Wednesday, December 21, 2011

The Invisible Woman

Visible woman.jpg
No, not the Visible Woman, which was one of my favorite educational toys in the 60s.  Though she is most revealing, I am talking about Invisible Women.

Pilgrim compact.jpg
Do you see any women in this painting?  Just that lady hovering off to one side.  In real life, she wouldn't even have been in the room,  because women played no part in colonial New England governments.  Information about individual women in those days can be hard to find.  Anyone who has researched their genealogy knows what I’m talking about.

New England Marriages.jpg
Let’s look at a page of Clarence A. Torrey’s “New England Marriages Prior to 1700.”  This genealogists’ reference lists names and marriage dates for men and women who wed in New England, or before they crossed the Atlantic.  These couples fill 848 closely-spaced pages.

I conducted an experiment, using page 443 for a (hopefully) typical example.  On that page we find 56 New England men who were wed to 46 women between 1620 and 1700.  If you wonder why there were 56 men and 46 women, I counted  second and third marriages.  Of those 56 men, only one first name is questioned.

As for those 46 women, 33 were identified by their first and surnames (3 surnames are questionable).  9 are known by their first name only.  The final 4 women’s names are completely unknown.  So, on that page of his master work, Torrey could fully identify 98% of the men, but only 77% of their wives.  About 17% of the women are known by their given names only, and nearly 9% are completely unidentified.  Why such a difference?

Puritan worship.jpg
Women and men led different lives.  Both worked hard every day of their lives, to be sure, but it was men’s names which filled the record books.  They paid the taxes, served in the military and government, voted, and owned the land.  In most places women could not own land if they were married; their husbands did.
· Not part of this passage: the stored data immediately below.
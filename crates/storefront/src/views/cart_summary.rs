//! Cart summary view: line items, totals and the empty state.

use std::sync::Arc;

use askama::Template;
use dessert_cart_core::{
    Cart, CartChange, CartLine, Catalog, Product, ProductId, format_currency,
};
use rust_decimal::Decimal;
use tracing::error;

use super::container::{HtmlRows, RowContainer};

/// Cart line fragment.
#[derive(Template)]
#[template(path = "partials/cart_line.html")]
struct CartLineTemplate<'a> {
    product: &'a Product,
    quantity: u32,
    unit_price: String,
    line_total: String,
}

impl<'a> From<&CartLine<'a>> for CartLineTemplate<'a> {
    fn from(line: &CartLine<'a>) -> Self {
        Self {
            product: line.product,
            quantity: line.quantity.get(),
            unit_price: line.product.unit_price().display(),
            line_total: format_currency(line.line_total()),
        }
    }
}

/// Empty cart fragment.
#[derive(Template)]
#[template(path = "partials/cart_empty.html")]
struct CartEmptyTemplate;

/// Whole summary section.
#[derive(Template)]
#[template(path = "partials/cart_summary.html")]
struct CartSummaryTemplate<'a> {
    rows: Vec<&'a str>,
    total_quantity: u64,
    total_price: String,
    is_empty: bool,
}

/// Renders the cart contents and totals, rebuilt in full on every change.
#[derive(Debug)]
pub struct CartSummaryView<C = HtmlRows> {
    catalog: Arc<Catalog>,
    container: C,
    total_quantity: u64,
    total_price: Decimal,
    markup: String,
}

impl<C: RowContainer> CartSummaryView<C> {
    #[must_use]
    pub fn new(catalog: Arc<Catalog>, container: C) -> Self {
        Self {
            catalog,
            container,
            total_quantity: 0,
            total_price: Decimal::ZERO,
            markup: String::new(),
        }
    }

    /// Rebuild every line, the totals and the section markup.
    ///
    /// # Errors
    ///
    /// Returns the template error if any fragment fails to render; the view
    /// keeps its previous state in that case.
    pub fn render(&mut self, cart: &Cart) -> askama::Result<()> {
        let mut rows = cart
            .lines(&self.catalog)
            .map(|line| -> askama::Result<(Option<ProductId>, String)> {
                Ok((Some(line.product.id), CartLineTemplate::from(&line).render()?))
            })
            .collect::<askama::Result<Vec<_>>>()?;
        if rows.is_empty() {
            rows.push((None, CartEmptyTemplate.render()?));
        }

        let total_quantity = cart.total_quantity();
        let total_price = cart.total_price(&self.catalog);
        let markup = CartSummaryTemplate {
            rows: rows.iter().map(|(_, markup)| markup.as_str()).collect(),
            total_quantity,
            total_price: format_currency(total_price),
            is_empty: cart.is_empty(),
        }
        .render()?;

        self.container.clear();
        for (product_id, row) in rows {
            self.container.push_row(product_id, row);
        }
        self.total_quantity = total_quantity;
        self.total_price = total_price;
        self.markup = markup;
        Ok(())
    }

    /// Cart store observer.
    pub fn on_cart_change(&mut self, change: &CartChange, cart: &Cart) {
        if let Err(e) = self.render(cart) {
            error!(product_id = %change.product_id, error = %e, "Failed to re-render cart summary");
        }
    }

    /// Rendered summary section.
    #[must_use]
    pub fn markup(&self) -> &str {
        &self.markup
    }

    /// Sum of all quantities at the last render.
    #[must_use]
    pub const fn total_quantity(&self) -> u64 {
        self.total_quantity
    }

    /// Sum of quantity × unit price at the last render.
    #[must_use]
    pub const fn total_price(&self) -> Decimal {
        self.total_price
    }

    #[must_use]
    pub const fn container(&self) -> &C {
        &self.container
    }
}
Wives might be found in church records - if those books survived four centuries to be read by genealogists.  Women were mentioned in wills, but few left wills of their own.  Their names might be entered on their babies’ birth records, but often it was just the father’s.  If the family was affluent enough, you might find a gravestone.


gravestone.jpg
Vital records were kept in many New England towns from the start.  Combined with church and probate records, they provide genealogists and historians with names and dates for births, marriages, and deaths of most of the women on page 443 of Torrey.  Many of New England’s precious records have survived.

Some towns weren’t so lucky.  Newport, Rhode Island, watched its vital records, deeds to land, and probate records sail away in British hands during the Revolutionary War.  Those records were returned to Newport years later, soaked and illegible after they were accidentally sunk in New York City’s harbor.

Consequently, many of Newport’s pre-Revolutionary women simply disappeared.  In the Rhode Island Genealogical Dictionary by John O. Austin, I examined 56 Newport men who were known to have married 63 women.  (I have no doubt that many of them made second and third marriages which were lost along with Newport’s records)

52 of those women’s first names have been found, but surnames of only 17 are known.  Therefore, only 27% of those 63 women can be traced to their parents by today’s genealogists.  Sadly, 11 of those 63 wives are completely unknown.  Nearly 20% of our pre-Revolutionary ancestresses from Newport are lost.

Puritan woman at work.jpg
Birth records everywhere once have linked a girl child with her father – and perhaps - her mother.  The entry of a marriage in the church or town books may have recorded the union of husband and wife.  Men left legacies to their beloved wives, but if those records are lost we may never know the identities of these women.

That is how some women become invisible in colonial New England.  How do they become visible beyond mere vital statistics?  That is another story, and will be my one of my next topics.

Friday, November 18, 2011

What's in a Name?


What’s in a Name?

While I was writing my historical fiction novel, Rebel Puritan about Herodias (Long) Hicks Gardner Porter, the last thing I expected was that I would be called upon to defend my famous ancestor’s name.  After all, what other genealogical datum point is as constant as a person’s name?  As it turns out, even a name can be disputed.

 John O. Austin called my ancestor Herodias in his 1887 Genealogical Dictionary of Rhode Island Families.  Most genealogists - Caroline Robinson, Frederick A. Virkus, Clarence A. Torrey, and G. Andrews Moriarty – agree: our woman was named Herodias.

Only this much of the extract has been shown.